I picked up a lovely lady slipper flower, or paphiopedilum, from the Portland Nursery about a month ago. Since then, I’ve been racing against time to make as many detailed drawings as possible before the flower wilts. Over the past year, I’ve purchased 11 orchids, 9 of which have survived, but only once have I been able to coax a plant into re-blooming (and that time, the flowers came from a spike that had already produced flowers). I’ve said before that orchids make the best still life models because the blooms last so long, but they’re expensive models if I can’t wrangle them into giving me future flowers. I’m thrilled that the paph has lasted four weeks, but the subtle droop of the petals and curling of the inner lips indicates that it won’t be with me for much longer. Fortunately, I’ve completed four colored drawings for two future etchings, and have plenty of documentary photos to guide me with color choices for my inks.

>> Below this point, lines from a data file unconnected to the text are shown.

fn upload_clicked(state: &mut AppState) -> Vec<Effect> {
    let Some(session) = state.session() else {
        return Vec::new();
    };
    if state.is_uploading() {
        return Vec::new();
    }
    if state.settings().require_verified_session && session.verification != Verification::Verified
    {
        state.set_notice(Some(
            "Sign-in has not been verified yet; upload is disabled".to_string(),
        ));
        state.mark_dirty();
        return Vec::new();
    }
    let Some(file) = state.selected().map(|selected| UploadPayload {
        name: selected.name.clone(),
        mime: selected.mime.clone(),
        bytes: selected.bytes.clone(),
    }) else {
        return Vec::new();
    };

    let (ticket, previous) = state.begin_upload();
    state.set_notice(None);
    state.mark_dirty();
    engine_info!("Uploading file={} ticket={}", file.name, ticket);

    let mut effects = cancel_effect(previous);
    effects.push(Effect::UploadFile { ticket, file });
    effects
}

fn status_received(state: &mut AppState, ticket: JobTicket, report: StatusReport) -> Vec<Effect> {
    if !is_polling(state, ticket) {
        return Vec::new();
    }
    match report {
        StatusReport::Ready { download_url } => {
            if let Some(job) = state.job_mut() {
                job.status = JobStatus::Completed;
                job.download_url = Some(download_url.clone());
            }
            engine_info!("Job completed ticket={}", ticket);
            state.set_enhanced(EnhancedImage {
                retries: 0,
                phase: ImagePhase::Loading,
            });
            state.mark_dirty();
            vec![Effect::LoadEnhancedImage {
                ticket,
                url: download_url,
                retry: 0,
                delay: std::time::Duration::ZERO,
            }]
        }
        StatusReport::Failed { error } => {
            if let Some(job) = state.job_mut() {
                job.status = JobStatus::Failed;
                job.error = Some(error);
            }
            state.mark_dirty();
            Vec::new()
        }
        StatusReport::Processing { stage, progress } => {
            if let Some(job) = state.job_mut() {
                if stage.is_some() {
                    job.stage = stage;
                }
                if progress.is_some() {
                    job.progress = progress.map(|p| p.min(100));
                }
            }
            state.mark_dirty();
            count_attempt(state, ticket)
        }
    }
}

fn count_attempt(state: &mut AppState, ticket: JobTicket) -> Vec<Effect> {
    let attempts = state.record_poll_attempt();
    let decision = state.settings().poll.after_attempt(attempts);
    let Some(job) = state.job_mut() else {
        return Vec::new();
    };
    match decision {
        PollDecision::RetryAfter(delay) => match job.job_id.clone() {
            Some(job_id) => vec![Effect::PollStatus {
                ticket,
                job_id,
                delay,
            }],
            None => Vec::new(),
        },
        PollDecision::GiveUp => {
            engine_warn!("Giving up on ticket={} after {} attempts", ticket, attempts);
            job.status = JobStatus::Failed;
            job.error = Some(TIMEOUT_ERROR.to_string());
            state.mark_dirty();
            Vec::new()
        }
    }
}

fn image_failed(state: &mut AppState, ticket: JobTicket, message: &str) -> Vec<Effect> {
    let current = state.enhanced();
    let decision = state.settings().image.on_failure(current.retries);
    let url = state.job().and_then(|job| job.download_url.clone());
    state.mark_dirty();
    match (decision, url) {
        (ImageRetryDecision::Retry { attempt, delay }, Some(url)) => {
            engine_debug!(
                "Enhanced image failed ({}), retry {} in {:?}",
                message,
                attempt,
                delay
            );
            state.set_enhanced(EnhancedImage {
                retries: attempt,
                phase: ImagePhase::Retrying,
            });
            vec![Effect::LoadEnhancedImage {
                ticket,
                url,
                retry: attempt,
                delay,
            }]
        }
        _ => {
            engine_warn!(
                "Enhanced image failed after {} retries: {}",
                current.retries,
                message
            );
            state.set_enhanced(EnhancedImage {
                retries: current.retries,
                phase: ImagePhase::Failed,
            });
            Vec::new()
        }
    }
}

fn is_polling(state: &mut AppState, ticket: JobTicket) -> bool {
    state
        .job_for_ticket_mut(ticket)
        .is_some_and(|job| job.status == JobStatus::Processing)
}

fn is_loading_image(state: &mut AppState, ticket: JobTicket) -> bool {
    let completed = state
        .job_for_ticket_mut(ticket)
        .is_some_and(|job| job.status == JobStatus::Completed);
    completed
        && matches!(
            state.enhanced().phase,
            ImagePhase::Loading | ImagePhase::Retrying
        )
}

fn failed_job(ticket: JobTicket, message: &str) -> Job {
    Job {
        ticket,
        job_id: None,
        status: JobStatus::Failed,
        input_file: None,
        stage: None,
        progress: None,
        download_url: None,
        error: Some(message.to_string()),
    }
}

fn cancel_effect(ticket: Option<JobTicket>) -> Vec<Effect> {
    ticket
        .map(|ticket| vec![Effect::CancelTicket { ticket }])
        .unwrap_or_default()
}
use sha2::{Digest, Sha256};

/// Portable, deterministic name for a saved result:
/// `{sanitized_input_stem}--{short_hash(job_id)}-upscaled.{ext}`.
///
/// `ext` is taken from the download URL path and defaults to `jpg`.
pub fn enhanced_filename(input_file: Option<&str>, job_id: &str, download_url: &str) -> String {
    let stem = input_file
        .map(|name| name.rsplit_once('.').map_or(name, |(stem, _)| stem))
        .unwrap_or("upscaled");
    let sanitized = sanitize_stem(stem);
    let hash = short_hash(job_id);
    let ext = url_extension(download_url).unwrap_or_else(|| "jpg".to_string());
    format!("{sanitized}--{hash}-upscaled.{ext}")
}

const MAX_STEM_CHARS: usize = 80;

/// Replaces characters that are invalid on common filesystems, collapses
/// `_` runs and caps the length. Never returns an empty or reserved name.
fn sanitize_stem(input: &str) -> String {
    let mut out = String::with_capacity(input.len());
    for c in input.chars().map(|c| if is_forbidden(c) { '_' } else { c }) {
        if c == '_' && out.ends_with('_') {
            continue;
        }
        out.push(c);
    }
    let trimmed = out.trim_matches(|c: char| c == '_' || c == ' ' || c == '.');
    let mut stem: String = trimmed.chars().take(MAX_STEM_CHARS).collect();
    if stem.is_empty() {
        stem.push_str("upscaled");
    }
    if is_device_name(&stem) {
        stem.push('_');
    }
    stem
}

fn is_forbidden(c: char) -> bool {
    c.is_control() || "\\/:*?\"<>|".contains(c)
}

/// DOS device names cannot be used as file stems on Windows.
fn is_device_name(stem: &str) -> bool {
    let upper = stem.to_ascii_uppercase();
    match upper.as_str() {
        "CON" | "PRN" | "AUX" | "NUL" => true,
        _ => match (upper.get(..3), upper.get(3..)) {
            (Some("COM" | "LPT"), Some(digit)) => matches!(digit.as_bytes(), [b'1'..=b'9']),
            _ => false,
        },
    }
}

fn url_extension(url: &str) -> Option<String> {
    let parsed = reqwest::Url::parse(url).ok()?;
    let last = parsed.path_segments()?.filter(|s| !s.is_empty()).last()?;
    let (_, ext) = last.rsplit_once('.')?;
    let ext = ext.to_ascii_lowercase();
    let valid = !ext.is_empty() && ext.len() <= 5 && ext.chars().all(|c| c.is_ascii_alphanumeric());
    valid.then_some(ext)
}

fn short_hash(input: &str) -> String {
    Sha256::digest(input.as_bytes())
        .iter()
        .take(4)
        .map(|byte| format!("{byte:02x}"))
        .collect()
}
#![deny(missing_docs)]
//! Shared logging utilities for the upscaler workspace.
//!
//! This crate provides the `engine_*` logging macros used across the codebase,
//! the simplelog initializer used by the application binary, and a minimal test
//! initializer for the global logger.

use std::fs::File;
use std::path::Path;

use log::LevelFilter;
use simplelog::{
    ColorChoice, CombinedLogger, Config, ConfigBuilder, SharedLogger, TermLogger, TerminalMode,
    WriteLogger,
};

/// `log::trace!` under the workspace name.
#[macro_export]
macro_rules! engine_trace {
    ($($arg:tt)*) => {{
        log::trace!($($arg)*);
    }};
}

/// Logs an info-level message using the global logging facade.
#[macro_export]
macro_rules! engine_info {
    ($($arg:tt)*) => {{
        log::info!($($arg)*);
    }};
}

/// `log::debug!` under the workspace name.
#[macro_export]
macro_rules! engine_debug {
    ($($arg:tt)*) => {{
        log::debug!($($arg)*);
    }};
}

/// `log::warn!` under the workspace name.
#[macro_export]
macro_rules! engine_warn {
    ($($arg:tt)*) => {{
        log::warn!($($arg)*);
    }};
}

/// Logs an error-level message using the global logging facade.
#[macro_export]
macro_rules! engine_error {
    ($($arg:tt)*) => {{
        log::error!($($arg)*);
    }};
}

/// Destination for log output.
#[derive(Debug, Clone, Copy, PartialEq, Eq)]
pub enum LogDestination {
    /// Write to the configured log file only.
    File,
    /// Write to the terminal (stderr for warnings and errors).
    Terminal,
    /// Write to both file and terminal.
    Both,
}

impl LogDestination {
    /// Parses `file`, `terminal` or `both` (case-insensitive).
    pub fn parse(raw: &str) -> Option<Self> {
        match raw.trim().to_ascii_lowercase().as_str() {
            "file" => Some(Self::File),
            "terminal" => Some(Self::Terminal),
            "both" => Some(Self::Both),
            _ => None,
        }
    }
}

/// Parses a level name such as `info` or `DEBUG` into a filter.
pub fn parse_level(raw: &str) -> Option<LevelFilter> {
    raw.trim().parse().ok()
}

/// Initializes the global logger.
///
/// A file that cannot be created is reported on stderr and skipped; the
/// terminal logger still comes up for `LogDestination::Both`. Calling this
/// twice is harmless, the second call is ignored.
pub fn initialize(destination: LogDestination, level: LevelFilter, log_path: &Path) {
    let config = build_config();

    let loggers: Vec<Box<dyn SharedLogger>> = match destination {
        LogDestination::File => match create_file_logger(level, config, log_path) {
            Some(file_logger) => vec![file_logger],
            None => return,
        },
        LogDestination::Terminal => vec![TermLogger::new(
            level,
            config,
            TerminalMode::Mixed,
            ColorChoice::Auto,
        )],
        LogDestination::Both => {
            let mut loggers: Vec<Box<dyn SharedLogger>> = vec![TermLogger::new(
                level,
                config.clone(),
                TerminalMode::Mixed,
                ColorChoice::Auto,
            )];
            if let Some(file_logger) = create_file_logger(level, config, log_path) {
                loggers.push(file_logger);
            }
            loggers
        }
    };

    let _ = CombinedLogger::init(loggers);
}

fn build_config() -> Config {
    ConfigBuilder::new()
        .set_time_format_rfc3339()
        .set_target_level(LevelFilter::Error)
        .build()
}

fn create_file_logger(
    level: LevelFilter,
    config: Config,
    log_path: &Path,
) -> Option<Box<WriteLogger<File>>> {
    match File::create(log_path) {
        Ok(file) => Some(WriteLogger::new(level, config, file)),
        Err(err) => {
            eprintln!("Warning: Could not create log file at {:?}: {}", log_path, err);
            None
        }
    }
}

/// Terminal logger for tests: `debug` in debug builds, `info` otherwise.
///
/// Only the first call in a process installs it; later calls do nothing.
pub fn initialize_for_tests() {
    let level = if cfg!(debug_assertions) {
        LevelFilter::Debug
    } else {
        LevelFilter::Info
    };
    let _ = TermLogger::init(level, build_config(), TerminalMode::Mixed, ColorChoice::Auto);
}

#[cfg(test)]
mod tests {
    use super::{parse_level, LogDestination};
    use log::LevelFilter;

    #[test]
    fn destination_names_are_case_insensitive() {
        assert_eq!(LogDestination::parse("Both"), Some(LogDestination::Both));
        assert_eq!(LogDestination::parse(" file "), Some(LogDestination::File));
        assert_eq!(LogDestination::parse("syslog"), None);
    }

    #[test]
    fn level_names_parse() {
        assert_eq!(parse_level("debug"), Some(LevelFilter::Debug));
        assert_eq!(parse_level("WARN"), Some(LevelFilter::Warn));
        assert_eq!(parse_level("loud"), None);
    }
}
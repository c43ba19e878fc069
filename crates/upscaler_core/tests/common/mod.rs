#![allow(dead_code)]

use std::sync::Once;

use upscaler_core::{
    update, AppState, Effect, FileCandidate, JobTicket, Msg, SessionSnapshot, Settings,
};

pub fn init_logging() {
    static INIT: Once = Once::new();
    INIT.call_once(engine_logging::initialize_for_tests);
}

pub fn snapshot() -> SessionSnapshot {
    SessionSnapshot {
        name: "Ada".to_string(),
        email: "ada@example.com".to_string(),
        picture: "https://example.com/ada.png".to_string(),
    }
}

pub fn image(name: &str) -> FileCandidate {
    FileCandidate {
        name: name.to_string(),
        mime: "image/png".to_string(),
        bytes: vec![0x89, b'P', b'N', b'G'],
    }
}

pub fn signed_in(settings: Settings) -> AppState {
    let (state, _) = update(
        AppState::with_settings(settings),
        Msg::SessionRestored(snapshot()),
    );
    state
}

pub fn with_selected_file(settings: Settings) -> AppState {
    let (state, _) = update(signed_in(settings), Msg::FileSelected(image("cat.png")));
    state
}

pub fn upload_ticket(effects: &[Effect]) -> JobTicket {
    effects
        .iter()
        .find_map(|effect| match effect {
            Effect::UploadFile { ticket, .. } => Some(*ticket),
            _ => None,
        })
        .expect("upload effect")
}

/// Selects a file, uploads it, and accepts `job_id`. Returns the ticket.
pub fn processing_job(settings: Settings, job_id: &str) -> (AppState, JobTicket, Vec<Effect>) {
    let (state, effects) = update(with_selected_file(settings), Msg::UploadClicked);
    let ticket = upload_ticket(&effects);
    let (state, effects) = update(
        state,
        Msg::UploadSucceeded {
            ticket,
            job_id: job_id.to_string(),
            input_file: Some("cat.png".to_string()),
        },
    );
    (state, ticket, effects)
}

pub fn poll_count(effects: &[Effect]) -> usize {
    effects
        .iter()
        .filter(|effect| matches!(effect, Effect::PollStatus { .. }))
        .count()
}
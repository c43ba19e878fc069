use std::fs;
use std::io::{self, Write};
use std::path::{Path, PathBuf};

use tempfile::Builder;
use thiserror::Error;

#[derive(Debug, Error)]
pub enum PersistError {
    #[error("cannot use directory {path:?}: {reason}")]
    Dir { path: PathBuf, reason: String },
    #[error("io error: {0}")]
    Io(#[from] io::Error),
}

/// Creates `dir` (and parents) unless it already is a directory.
pub fn ensure_dir(dir: &Path) -> Result<(), PersistError> {
    let dir_error = |reason: String| PersistError::Dir {
        path: dir.to_path_buf(),
        reason,
    };
    match fs::metadata(dir) {
        Ok(meta) if meta.is_dir() => Ok(()),
        Ok(_) => Err(dir_error("not a directory".to_string())),
        Err(err) if err.kind() == io::ErrorKind::NotFound => {
            fs::create_dir_all(dir).map_err(|err| dir_error(err.to_string()))
        }
        Err(err) => Err(dir_error(err.to_string())),
    }
}

/// Files under one directory, replaced whole: readers see the old content
/// or the new content, never a partial write.
#[derive(Debug, Clone)]
pub struct AtomicFileWriter {
    dir: PathBuf,
}

impl AtomicFileWriter {
    pub fn new(dir: PathBuf) -> Self {
        Self { dir }
    }

    pub fn dir(&self) -> &Path {
        &self.dir
    }

    pub fn write(&self, filename: &str, content: &str) -> Result<PathBuf, PersistError> {
        self.write_bytes(filename, content.as_bytes())
    }

    pub fn write_bytes(&self, filename: &str, content: &[u8]) -> Result<PathBuf, PersistError> {
        ensure_dir(&self.dir)?;

        let mut staged = Builder::new()
            .prefix(".partial-")
            .tempfile_in(&self.dir)?;
        staged.write_all(content)?;
        staged.as_file().sync_all()?;

        // Renames over any existing file in one step.
        let target = self.dir.join(filename);
        staged.persist(&target).map_err(|err| err.error)?;
        Ok(target)
    }

    /// Removes `{dir}/{filename}`; a missing file is not an error.
    pub fn remove(&self, filename: &str) -> Result<(), PersistError> {
        match fs::remove_file(self.dir.join(filename)) {
            Err(err) if err.kind() != io::ErrorKind::NotFound => Err(err.into()),
            _ => Ok(()),
        }
    }
}
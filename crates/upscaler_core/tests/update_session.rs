mod common;

use base64::engine::general_purpose::URL_SAFE_NO_PAD;
use base64::Engine;
use common::{image, init_logging, processing_job, signed_in, snapshot, with_selected_file};
use pretty_assertions::assert_eq;
use upscaler_core::{
    update, AppState, Credential, Effect, FileCandidate, Msg, Screen, SessionSnapshot, Settings,
    SignInTicket, Verification, VerificationOutcome,
};

fn credential(payload: &str) -> Credential {
    Credential::new(format!(
        "eyJhbGciOiJSUzI1NiJ9.{}.c2lnbmF0dXJl",
        URL_SAFE_NO_PAD.encode(payload)
    ))
}

fn grace_credential() -> Credential {
    credential(r#"{"name":"Grace","email":"grace@example.com","picture":"https://p/g.png"}"#)
}

fn verifying() -> Settings {
    Settings {
        verifier_configured: true,
        ..Settings::default()
    }
}

fn verify_sign_in(effects: &[Effect]) -> SignInTicket {
    effects
        .iter()
        .find_map(|effect| match effect {
            Effect::VerifyCredential { sign_in, .. } => Some(*sign_in),
            _ => None,
        })
        .expect("verify effect")
}

#[test]
fn restored_session_shows_signed_in_view() {
    init_logging();
    let mut state = signed_in(Settings::default());
    assert!(state.consume_dirty());
    match state.view().screen {
        Screen::SignedIn(view) => {
            assert_eq!(view.user.name, "Ada");
            assert_eq!(view.user.verification, "unverified");
            assert!(view.selected.is_none());
        }
        Screen::SignedOut => panic!("expected signed-in view"),
    }
}

#[test]
fn credential_populates_and_persists_session() {
    init_logging();
    let (state, effects) = update(AppState::new(), Msg::CredentialReceived(grace_credential()));

    let session = state.session().expect("session");
    assert_eq!(session.email, "grace@example.com");
    assert_eq!(session.verification, Verification::Unverified);
    assert_eq!(
        effects,
        vec![Effect::PersistSession(SessionSnapshot {
            name: "Grace".to_string(),
            email: "grace@example.com".to_string(),
            picture: "https://p/g.png".to_string(),
        })]
    );
}

#[test]
fn malformed_credential_leaves_prior_session_untouched() {
    init_logging();
    let state = signed_in(Settings::default());
    for token in ["garbage", "a.!!!.c", "a.bm90IGpzb24.c"] {
        let (next, effects) =
            update(state.clone(), Msg::CredentialReceived(Credential::new(token)));
        assert_eq!(next, state);
        assert!(effects.is_empty());
    }
}

#[test]
fn verifier_round_trip_marks_session_verified() {
    init_logging();
    let (state, effects) = update(
        AppState::with_settings(verifying()),
        Msg::CredentialReceived(grace_credential()),
    );
    assert_eq!(state.session().unwrap().verification, Verification::Pending);
    let sign_in = verify_sign_in(&effects);
    assert!(effects.contains(&Effect::VerifyCredential {
        sign_in,
        credential: grace_credential(),
    }));

    // An answer for a sign-in that was never issued is ignored.
    let (state, _) = update(
        state,
        Msg::CredentialChecked {
            sign_in: sign_in + 1,
            outcome: VerificationOutcome::Verified,
        },
    );
    assert_eq!(state.session().unwrap().verification, Verification::Pending);

    let (state, _) = update(
        state,
        Msg::CredentialChecked {
            sign_in,
            outcome: VerificationOutcome::Verified,
        },
    );
    assert_eq!(state.session().unwrap().verification, Verification::Verified);
}

#[test]
fn earlier_verdict_does_not_carry_over_to_a_later_sign_in() {
    init_logging();
    let genuine = credential(r#"{"name":"Ada","email":"ada@example.com"}"#);
    let forged = credential(r#"{"name":"Mallory","email":"ada@example.com"}"#);

    let (state, effects) = update(
        AppState::with_settings(verifying()),
        Msg::CredentialReceived(genuine),
    );
    let first = verify_sign_in(&effects);
    let (state, effects) = update(state, Msg::CredentialReceived(forged));
    let second = verify_sign_in(&effects);
    assert_ne!(first, second);

    let (state, _) = update(
        state,
        Msg::CredentialChecked {
            sign_in: first,
            outcome: VerificationOutcome::Verified,
        },
    );
    let session = state.session().unwrap();
    assert_eq!(session.name, "Mallory");
    assert_eq!(session.verification, Verification::Pending);

    let (state, _) = update(
        state,
        Msg::CredentialChecked {
            sign_in: second,
            outcome: VerificationOutcome::Rejected("Invalid token".to_string()),
        },
    );
    assert_eq!(
        state.session().unwrap().verification,
        Verification::Rejected("Invalid token".to_string())
    );

    // Only one verdict lands per sign-in.
    let (state, _) = update(
        state,
        Msg::CredentialChecked {
            sign_in: second,
            outcome: VerificationOutcome::Verified,
        },
    );
    assert_eq!(
        state.session().unwrap().verification,
        Verification::Rejected("Invalid token".to_string())
    );
}

#[test]
fn verdict_after_sign_out_and_restore_is_ignored() {
    init_logging();
    let (state, effects) = update(
        AppState::with_settings(verifying()),
        Msg::CredentialReceived(grace_credential()),
    );
    let sign_in = verify_sign_in(&effects);
    let (state, _) = update(state, Msg::SignOutClicked);
    let (state, _) = update(state, Msg::SessionRestored(snapshot()));

    let (state, _) = update(
        state,
        Msg::CredentialChecked {
            sign_in,
            outcome: VerificationOutcome::Verified,
        },
    );
    assert_eq!(
        state.session().unwrap().verification,
        Verification::Unverified
    );
}

#[test]
fn unverified_session_cannot_upload_when_verification_required() {
    init_logging();
    let settings = Settings {
        verifier_configured: true,
        require_verified_session: true,
        ..Settings::default()
    };
    let state = with_selected_file(settings);
    let (state, effects) = update(state, Msg::UploadClicked);
    assert!(effects.is_empty());
    assert!(state.notice().is_some());
    assert!(state.job().is_none());
}

#[test]
fn rejected_session_keeps_claims_as_hints() {
    init_logging();
    let (state, effects) = update(
        AppState::with_settings(verifying()),
        Msg::CredentialReceived(grace_credential()),
    );
    let (state, _) = update(
        state,
        Msg::CredentialChecked {
            sign_in: verify_sign_in(&effects),
            outcome: VerificationOutcome::Rejected("Invalid token".to_string()),
        },
    );
    let session = state.session().unwrap();
    assert_eq!(session.name, "Grace");
    assert_eq!(
        session.verification,
        Verification::Rejected("Invalid token".to_string())
    );
}

#[test]
fn sign_out_clears_everything_and_cancels_active_ticket() {
    init_logging();
    let (state, ticket, _) = processing_job(Settings::default(), "abc123");
    assert!(state.selected().is_some());

    let (state, effects) = update(state, Msg::SignOutClicked);

    assert!(state.session().is_none());
    assert!(state.selected().is_none());
    assert!(state.job().is_none());
    assert_eq!(state.active_ticket(), None);
    assert_eq!(state.view().screen, Screen::SignedOut);
    assert_eq!(
        effects,
        vec![
            Effect::CancelTicket { ticket },
            Effect::ClearCachedSession
        ]
    );
}

#[test]
fn sign_out_when_signed_out_is_noop() {
    init_logging();
    let (state, effects) = update(AppState::new(), Msg::SignOutClicked);
    assert_eq!(state, AppState::new());
    assert!(effects.is_empty());
}

#[test]
fn selecting_non_image_is_noop() {
    init_logging();
    let (state, _, _) = processing_job(Settings::default(), "abc123");
    let (next, effects) = update(
        state.clone(),
        Msg::FileSelected(FileCandidate {
            name: "notes.txt".to_string(),
            mime: "text/plain".to_string(),
            bytes: b"hello".to_vec(),
        }),
    );
    assert_eq!(next, state);
    assert!(effects.is_empty());
}

#[test]
fn new_selection_replaces_file_and_clears_job() {
    init_logging();
    let (state, ticket, _) = processing_job(Settings::default(), "abc123");
    let (state, effects) = update(state, Msg::FileSelected(image("dog.png")));

    assert_eq!(state.selected().unwrap().name, "dog.png");
    assert!(state.job().is_none());
    assert_eq!(effects, vec![Effect::CancelTicket { ticket }]);
}

#[test]
fn clear_file_drops_selection_and_preview() {
    init_logging();
    let state = with_selected_file(Settings::default());
    let (state, effects) = update(state, Msg::ClearFileClicked);
    assert!(state.selected().is_none());
    assert!(effects.is_empty());
}

#[test]
fn test_image_only_offered_without_selection() {
    init_logging();
    let settings = Settings {
        test_image_url: Some("https://example.com/sample.jpg".to_string()),
        ..Settings::default()
    };
    let (state, effects) = update(signed_in(settings.clone()), Msg::TestImageRequested);
    assert_eq!(
        effects,
        vec![Effect::FetchTestImage {
            url: "https://example.com/sample.jpg".to_string()
        }]
    );

    // Second request while the first is in flight does nothing.
    let (state, effects) = update(state, Msg::TestImageRequested);
    assert!(effects.is_empty());

    let (state, _) = update(state, Msg::TestImageLoaded(image("sample.jpg")));
    assert_eq!(state.selected().unwrap().name, "sample.jpg");
    let (_, effects) = update(state, Msg::TestImageRequested);
    assert!(effects.is_empty());

    let (_, effects) = update(with_selected_file(settings), Msg::TestImageRequested);
    assert!(effects.is_empty());
}

#[test]
fn restore_does_not_override_live_session() {
    init_logging();
    let (state, _) = update(AppState::new(), Msg::CredentialReceived(grace_credential()));
    let (state, _) = update(state, Msg::SessionRestored(snapshot()));
    assert_eq!(state.session().unwrap().email, "grace@example.com");
}

fn test_image_settings() -> Settings {
    Settings {
        test_image_url: Some("https://example.com/sample.jpg".to_string()),
        ..Settings::default()
    }
}

fn html_page() -> FileCandidate {
    FileCandidate {
        name: "sample.jpg".to_string(),
        mime: "text/html".to_string(),
        bytes: b"<html></html>".to_vec(),
    }
}

#[test]
fn refused_test_image_allows_another_request() {
    init_logging();
    let (state, _) = update(signed_in(test_image_settings()), Msg::TestImageRequested);
    let (state, effects) = update(state, Msg::TestImageLoaded(html_page()));

    assert!(effects.is_empty());
    assert!(state.selected().is_none());
    assert!(state.notice().unwrap().starts_with("Could not load test image"));

    let (_, effects) = update(state, Msg::TestImageRequested);
    assert_eq!(effects.len(), 1);
}

#[test]
fn unrequested_test_image_is_ignored() {
    init_logging();
    let state = signed_in(test_image_settings());
    let (next, effects) = update(state.clone(), Msg::TestImageLoaded(image("sample.jpg")));
    assert_eq!(next, state);
    assert!(effects.is_empty());
}

#[test]
fn refused_selection_leaves_test_image_request_in_flight() {
    init_logging();
    let (state, _) = update(signed_in(test_image_settings()), Msg::TestImageRequested);
    let (next, effects) = update(state.clone(), Msg::FileSelected(html_page()));
    assert_eq!(next, state);
    assert!(effects.is_empty());

    // Still in flight: a second request does nothing.
    let (_, effects) = update(next, Msg::TestImageRequested);
    assert!(effects.is_empty());
}
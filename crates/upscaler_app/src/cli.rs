use std::path::PathBuf;

use clap::{Parser, Subcommand};

#[derive(Parser, Debug)]
#[command(name = "upscaler_app", version, about = "Upload images to an upscaling service")]
pub struct Cli {
    /// RON configuration file (default: ./upscaler.ron if present)
    #[arg(long, global = true)]
    pub config: Option<PathBuf>,

    /// Base URL of the upscaling service
    #[arg(long, global = true, env = "UPSCALER_API_BASE_URL")]
    pub api_base_url: Option<String>,

    /// Base URL of the auth service used to verify credentials
    #[arg(long, global = true, env = "UPSCALER_AUTH_BASE_URL")]
    pub auth_base_url: Option<String>,

    #[command(subcommand)]
    pub command: Command,
}

#[derive(Subcommand, Debug, Clone)]
pub enum Command {
    /// Sign in with a credential from the identity provider
    SignIn {
        /// Signed identity token (three dot-separated segments)
        #[arg(long, env = "UPSCALER_CREDENTIAL", hide_env_values = true)]
        credential: String,
    },

    /// Forget the cached session
    SignOut,

    /// Show the cached session
    Whoami,

    /// Upload an image, wait for the result and save it
    Upscale {
        /// Image to upload
        #[arg(conflicts_with = "test_image", required_unless_present = "test_image")]
        file: Option<PathBuf>,

        /// Use the configured test image instead of a local file
        #[arg(long)]
        test_image: bool,

        /// Stop once the enhanced image has loaded
        #[arg(long)]
        no_download: bool,

        /// Sign in with this credential first, so it can be verified
        #[arg(long, env = "UPSCALER_CREDENTIAL", hide_env_values = true)]
        credential: Option<String>,
    },

    /// Query the service health endpoint
    Health,
}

Here, I’ve color coded a sheet of transparent vellum paper to prevent confusion when I etch my aquatint in stages. The brown marker (and the places that aren’t colored at all) won’t have any aquatint; they’ll just be the color of plate tone. The areas in red will be a very light tone, probably etched a minute or less. (The red and brown were a poor choice for mapping, as they are difficult to distinguish when next to each other.) Green areas are etched to a medium tone, and the blue will be the darkest. The colors I chose for the drawing are just a map to help me plan; the plate will actually be printed in violet.
This is a two color etching, so this second sheet of vellum maps out what will be the green plate. I have to plan where and how much I want the green and violet inks to mix, and where one color should be more vibrant.
Here I have the first sheet of vellum laid over the second. The colors don’t represent those intended for the etching, but you get an idea of how I hope to create a sense of depth by mixing colors in the background, and having more saturated, bright colors in the foreground. The planning is completed–onward to plate work.